::: DATA RECORDS :::
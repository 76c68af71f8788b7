use day_planner::model::query::{sort_tasks, SortKey};
use day_planner::model::{Category, Priority, Task, TaskStatus};
use egui::{Color32, RichText, Ui};
use egui_phosphor::regular as icons;
use uuid::Uuid;

use crate::app::PlannerApp;
use crate::ui::theme;

/// Actions that the task list can request.
pub enum TaskListAction {
    None,
    Select(Uuid),
    Edit(Uuid),
    ToggleComplete(Uuid),
    Delete(Uuid),
    QuickAdd,
}

/// Render the left-side task panel: quick-add line, filters and task rows.
pub fn show_task_list(app: &mut PlannerApp, ui: &mut Ui) -> TaskListAction {
    let mut action = TaskListAction::None;

    ui.add_space(2.0);
    ui.horizontal(|ui| {
        ui.label(RichText::new("Tasks").strong().size(15.0));
        ui.label(
            RichText::new(format!("({})", app.state.tasks.len()))
                .size(11.0)
                .color(theme::TEXT_DIM),
        );
    });
    ui.add_space(4.0);

    ui.horizontal(|ui| {
        let edit = ui.add(
            egui::TextEdit::singleline(&mut app.quick_add)
                .hint_text("write report 2h high [work]")
                .desired_width(ui.available_width() - 34.0),
        );
        let submitted = edit.lost_focus() && ui.input(|i| i.key_pressed(egui::Key::Enter));
        let btn = egui::Button::new(RichText::new(icons::PLUS).color(Color32::WHITE))
            .fill(theme::ACCENT);
        if ui.add_sized([28.0, 22.0], btn).on_hover_text("Add task").clicked() || submitted {
            action = TaskListAction::QuickAdd;
            if submitted {
                edit.request_focus();
            }
        }
    });

    ui.add_space(4.0);
    show_filters(app, ui);
    ui.add_space(2.0);
    ui.separator();

    let mut visible = app.filter.apply(&app.state.tasks);
    sort_tasks(&mut visible, app.sort_key);

    if visible.is_empty() {
        ui.add_space(12.0);
        ui.vertical_centered(|ui| {
            let text = if app.filter.is_empty() {
                "No tasks yet"
            } else {
                "No tasks match the filter"
            };
            ui.label(RichText::new(text).color(theme::TEXT_DIM));
        });
        return action;
    }

    egui::ScrollArea::vertical()
        .auto_shrink([false, false])
        .show(ui, |ui| {
            for (i, task) in visible.iter().enumerate() {
                if let Some(a) = show_row(task, i, app.selected_task == Some(task.id), ui) {
                    action = a;
                }
                ui.add_space(1.0);
            }
        });

    action
}

fn show_filters(app: &mut PlannerApp, ui: &mut Ui) {
    ui.horizontal_wrapped(|ui| {
        ui.spacing_mut().item_spacing.x = 4.0;

        egui::ComboBox::from_id_salt("filter_status")
            .width(90.0)
            .selected_text(app.filter.status.map(|s| s.label()).unwrap_or("Any status"))
            .show_ui(ui, |ui| {
                ui.selectable_value(&mut app.filter.status, None, "Any status");
                for status in TaskStatus::ALL {
                    ui.selectable_value(&mut app.filter.status, Some(status), status.label());
                }
            });

        egui::ComboBox::from_id_salt("filter_priority")
            .width(90.0)
            .selected_text(app.filter.priority.map(|p| p.label()).unwrap_or("Any priority"))
            .show_ui(ui, |ui| {
                ui.selectable_value(&mut app.filter.priority, None, "Any priority");
                for priority in Priority::ALL {
                    ui.selectable_value(&mut app.filter.priority, Some(priority), priority.label());
                }
            });

        let mut categories: Vec<String> = app
            .state
            .tasks
            .iter()
            .map(|t| t.category.clone())
            .collect();
        categories.sort();
        categories.dedup();
        egui::ComboBox::from_id_salt("filter_category")
            .width(90.0)
            .selected_text(app.filter.category.as_deref().unwrap_or("Any category"))
            .show_ui(ui, |ui| {
                ui.selectable_value(&mut app.filter.category, None, "Any category");
                for category in categories {
                    ui.selectable_value(&mut app.filter.category, Some(category.clone()), category);
                }
            });

        egui::ComboBox::from_id_salt("sort_key")
            .width(80.0)
            .selected_text(format!("Sort: {}", app.sort_key.label()))
            .show_ui(ui, |ui| {
                for key in SortKey::ALL {
                    ui.selectable_value(&mut app.sort_key, key, key.label());
                }
            });
    });

    ui.horizontal(|ui| {
        ui.add(
            egui::TextEdit::singleline(&mut app.filter.keyword)
                .hint_text(format!("{} Search", icons::MAGNIFYING_GLASS))
                .desired_width(ui.available_width() - 28.0),
        );
        if !app.filter.is_empty()
            && ui
                .add(egui::Button::new(icons::X).frame(false))
                .on_hover_text("Clear filters")
                .clicked()
        {
            app.filter = Default::default();
        }
    });
}

fn show_row(task: &Task, index: usize, is_selected: bool, ui: &mut Ui) -> Option<TaskListAction> {
    let mut action = None;
    let row_bg = if is_selected {
        theme::BG_SELECTED
    } else if index % 2 == 0 {
        theme::BG_PANEL
    } else {
        theme::BG_DARK
    };
    let frame = egui::Frame {
        fill: row_bg,
        rounding: egui::Rounding::same(4.0),
        inner_margin: egui::Margin::symmetric(6.0, 4.0),
        ..Default::default()
    };

    let frame_resp = frame.show(ui, |ui| {
        ui.horizontal(|ui| {
            ui.spacing_mut().item_spacing.x = 6.0;

            let check = if task.is_completed() {
                icons::CHECK_CIRCLE
            } else {
                icons::CIRCLE
            };
            if ui
                .add(egui::Button::new(RichText::new(check).size(14.0)).frame(false))
                .on_hover_text("Toggle done")
                .clicked()
            {
                action = Some(TaskListAction::ToggleComplete(task.id));
            }

            // Priority stripe
            let (stripe, _) = ui.allocate_exact_size(egui::vec2(3.0, 16.0), egui::Sense::hover());
            ui.painter()
                .rect_filled(stripe, 1.0, theme::priority_color(task.priority));

            ui.vertical(|ui| {
                let mut name = RichText::new(&task.content).size(12.0);
                if task.is_completed() {
                    name = name.strikethrough().color(theme::TEXT_DIM);
                }
                ui.add(egui::Label::new(name).truncate());

                let mut meta = format!("{} · {} min", task.category, task.estimated_duration);
                if let (Some(day), Some((start, end))) = (task.scheduled_start, task.scheduled_times()) {
                    meta.push_str(&format!(" · {} {}-{}", day.format("%m/%d"), start, end));
                }
                if let Some(deadline) = task.deadline {
                    meta.push_str(&format!(" · due {}", deadline.format("%m/%d %H:%M")));
                }
                ui.label(
                    RichText::new(meta)
                        .size(10.0)
                        .color(theme::category_color(Category::classify(&task.category))),
                );
            });

            ui.with_layout(egui::Layout::right_to_left(egui::Align::Center), |ui| {
                if ui
                    .add(egui::Button::new(RichText::new(icons::TRASH).color(theme::TEXT_DIM)).frame(false))
                    .on_hover_text("Delete task")
                    .clicked()
                {
                    action = Some(TaskListAction::Delete(task.id));
                }
                if ui
                    .add(egui::Button::new(RichText::new(icons::PENCIL_SIMPLE).color(theme::TEXT_DIM)).frame(false))
                    .on_hover_text("Edit task")
                    .clicked()
                {
                    action = Some(TaskListAction::Edit(task.id));
                }
            });
        });
    });

    // Make entire row clickable
    let row_click = ui.interact(
        frame_resp.response.rect,
        egui::Id::new(("task-row", task.id)),
        egui::Sense::click(),
    );
    if row_click.double_clicked() {
        action = Some(TaskListAction::Edit(task.id));
    } else if row_click.clicked() && action.is_none() {
        action = Some(TaskListAction::Select(task.id));
    }
    action
}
:::
**PROMPT:**
Every entry should be printed again exactly as written.

**SOLUTION TO THIS PROBLEM:**
repository 76c68af71f8788b7
use day_planner::model::query::{sort_tasks, SortKey};
use day_planner::model::{Category, Priority, Task, TaskStatus};
use egui::{Color32, RichText, Ui};
use egui_phosphor::regular as icons;
use uuid::Uuid;

use crate::app::PlannerApp;
use crate::ui::theme;

/// Actions that the task list can request.
pub enum TaskListAction {
    None,
    Select(Uuid),
    Edit(Uuid),
    ToggleComplete(Uuid),
    Delete(Uuid),
    QuickAdd,
}

/// Render the left-side task panel: quick-add line, filters and task rows.
pub fn show_task_list(app: &mut PlannerApp, ui: &mut Ui) -> TaskListAction {
    let mut action = TaskListAction::None;

    ui.add_space(2.0);
    ui.horizontal(|ui| {
        ui.label(RichText::new("Tasks").strong().size(15.0));
        ui.label(
            RichText::new(format!("({})", app.state.tasks.len()))
                .size(11.0)
                .color(theme::TEXT_DIM),
        );
    });
    ui.add_space(4.0);

    ui.horizontal(|ui| {
        let edit = ui.add(
            egui::TextEdit::singleline(&mut app.quick_add)
                .hint_text("write report 2h high [work]")
                .desired_width(ui.available_width() - 34.0),
        );
        let submitted = edit.lost_focus() && ui.input(|i| i.key_pressed(egui::Key::Enter));
        let btn = egui::Button::new(RichText::new(icons::PLUS).color(Color32::WHITE))
            .fill(theme::ACCENT);
        if ui.add_sized([28.0, 22.0], btn).on_hover_text("Add task").clicked() || submitted {
            action = TaskListAction::QuickAdd;
            if submitted {
                edit.request_focus();
            }
        }
    });

    ui.add_space(4.0);
    show_filters(app, ui);
    ui.add_space(2.0);
    ui.separator();

    let mut visible = app.filter.apply(&app.state.tasks);
    sort_tasks(&mut visible, app.sort_key);

    if visible.is_empty() {
        ui.add_space(12.0);
        ui.vertical_centered(|ui| {
            let text = if app.filter.is_empty() {
                "No tasks yet"
            } else {
                "No tasks match the filter"
            };
            ui.label(RichText::new(text).color(theme::TEXT_DIM));
        });
        return action;
    }

    egui::ScrollArea::vertical()
        .auto_shrink([false, false])
        .show(ui, |ui| {
            for (i, task) in visible.iter().enumerate() {
                if let Some(a) = show_row(task, i, app.selected_task == Some(task.id), ui) {
                    action = a;
                }
                ui.add_space(1.0);
            }
        });

    action
}

fn show_filters(app: &mut PlannerApp, ui: &mut Ui) {
    ui.horizontal_wrapped(|ui| {
        ui.spacing_mut().item_spacing.x = 4.0;

        egui::ComboBox::from_id_salt("filter_status")
            .width(90.0)
            .selected_text(app.filter.status.map(|s| s.label()).unwrap_or("Any status"))
            .show_ui(ui, |ui| {
                ui.selectable_value(&mut app.filter.status, None, "Any status");
                for status in TaskStatus::ALL {
                    ui.selectable_value(&mut app.filter.status, Some(status), status.label());
                }
            });

        egui::ComboBox::from_id_salt("filter_priority")
            .width(90.0)
            .selected_text(app.filter.priority.map(|p| p.label()).unwrap_or("Any priority"))
            .show_ui(ui, |ui| {
                ui.selectable_value(&mut app.filter.priority, None, "Any priority");
                for priority in Priority::ALL {
                    ui.selectable_value(&mut app.filter.priority, Some(priority), priority.label());
                }
            });

        let mut categories: Vec<String> = app
            .state
            .tasks
            .iter()
            .map(|t| t.category.clone())
            .collect();
        categories.sort();
        categories.dedup();
        egui::ComboBox::from_id_salt("filter_category")
            .width(90.0)
            .selected_text(app.filter.category.as_deref().unwrap_or("Any category"))
            .show_ui(ui, |ui| {
                ui.selectable_value(&mut app.filter.category, None, "Any category");
                for category in categories {
                    ui.selectable_value(&mut app.filter.category, Some(category.clone()), category);
                }
            });

        egui::ComboBox::from_id_salt("sort_key")
            .width(80.0)
            .selected_text(format!("Sort: {}", app.sort_key.label()))
            .show_ui(ui, |ui| {
                for key in SortKey::ALL {
                    ui.selectable_value(&mut app.sort_key, key, key.label());
                }
            });
    });

    ui.horizontal(|ui| {
        ui.add(
            egui::TextEdit::singleline(&mut app.filter.keyword)
                .hint_text(format!("{} Search", icons::MAGNIFYING_GLASS))
                .desired_width(ui.available_width() - 28.0),
        );
        if !app.filter.is_empty()
            && ui
                .add(egui::Button::new(icons::X).frame(false))
                .on_hover_text("Clear filters")
                .clicked()
        {
            app.filter = Default::default();
        }
    });
}

fn show_row(task: &Task, index: usize, is_selected: bool, ui: &mut Ui) -> Option<TaskListAction> {
    let mut action = None;
    let row_bg = if is_selected {
        theme::BG_SELECTED
    } else if index % 2 == 0 {
        theme::BG_PANEL
    } else {
        theme::BG_DARK
    };
    let frame = egui::Frame {
        fill: row_bg,
        rounding: egui::Rounding::same(4.0),
        inner_margin: egui::Margin::symmetric(6.0, 4.0),
        ..Default::default()
    };

    let frame_resp = frame.show(ui, |ui| {
        ui.horizontal(|ui| {
            ui.spacing_mut().item_spacing.x = 6.0;

            let check = if task.is_completed() {
                icons::CHECK_CIRCLE
            } else {
                icons::CIRCLE
            };
            if ui
                .add(egui::Button::new(RichText::new(check).size(14.0)).frame(false))
                .on_hover_text("Toggle done")
                .clicked()
            {
                action = Some(TaskListAction::ToggleComplete(task.id));
            }

            // Priority stripe
            let (stripe, _) = ui.allocate_exact_size(egui::vec2(3.0, 16.0), egui::Sense::hover());
            ui.painter()
                .rect_filled(stripe, 1.0, theme::priority_color(task.priority));

            ui.vertical(|ui| {
                let mut name = RichText::new(&task.content).size(12.0);
                if task.is_completed() {
                    name = name.strikethrough().color(theme::TEXT_DIM);
                }
                ui.add(egui::Label::new(name).truncate());

                let mut meta = format!("{} · {} min", task.category, task.estimated_duration);
                if let (Some(day), Some((start, end))) = (task.scheduled_start, task.scheduled_times()) {
                    meta.push_str(&format!(" · {} {}-{}", day.format("%m/%d"), start, end));
                }
                if let Some(deadline) = task.deadline {
                    meta.push_str(&format!(" · due {}", deadline.format("%m/%d %H:%M")));
                }
                ui.label(
                    RichText::new(meta)
                        .size(10.0)
                        .color(theme::category_color(Category::classify(&task.category))),
                );
            });

            ui.with_layout(egui::Layout::right_to_left(egui::Align::Center), |ui| {
                if ui
                    .add(egui::Button::new(RichText::new(icons::TRASH).color(theme::TEXT_DIM)).frame(false))
                    .on_hover_text("Delete task")
                    .clicked()
                {
                    action = Some(TaskListAction::Delete(task.id));
                }
                if ui
                    .add(egui::Button::new(RichText::new(icons::PENCIL_SIMPLE).color(theme::TEXT_DIM)).frame(false))
                    .on_hover_text("Edit task")
                    .clicked()
                {
                    action = Some(TaskListAction::Edit(task.id));
                }
            });
        });
    });

    // Make entire row clickable
    let row_click = ui.interact(
        frame_resp.response.rect,
        egui::Id::new(("task-row", task.id)),
        egui::Sense::click(),
    );
    if row_click.double_clicked() {
        action = Some(TaskListAction::Edit(task.id));
    } else if row_click.clicked() && action.is_none() {
        action = Some(TaskListAction::Select(task.id));
    }
    action
}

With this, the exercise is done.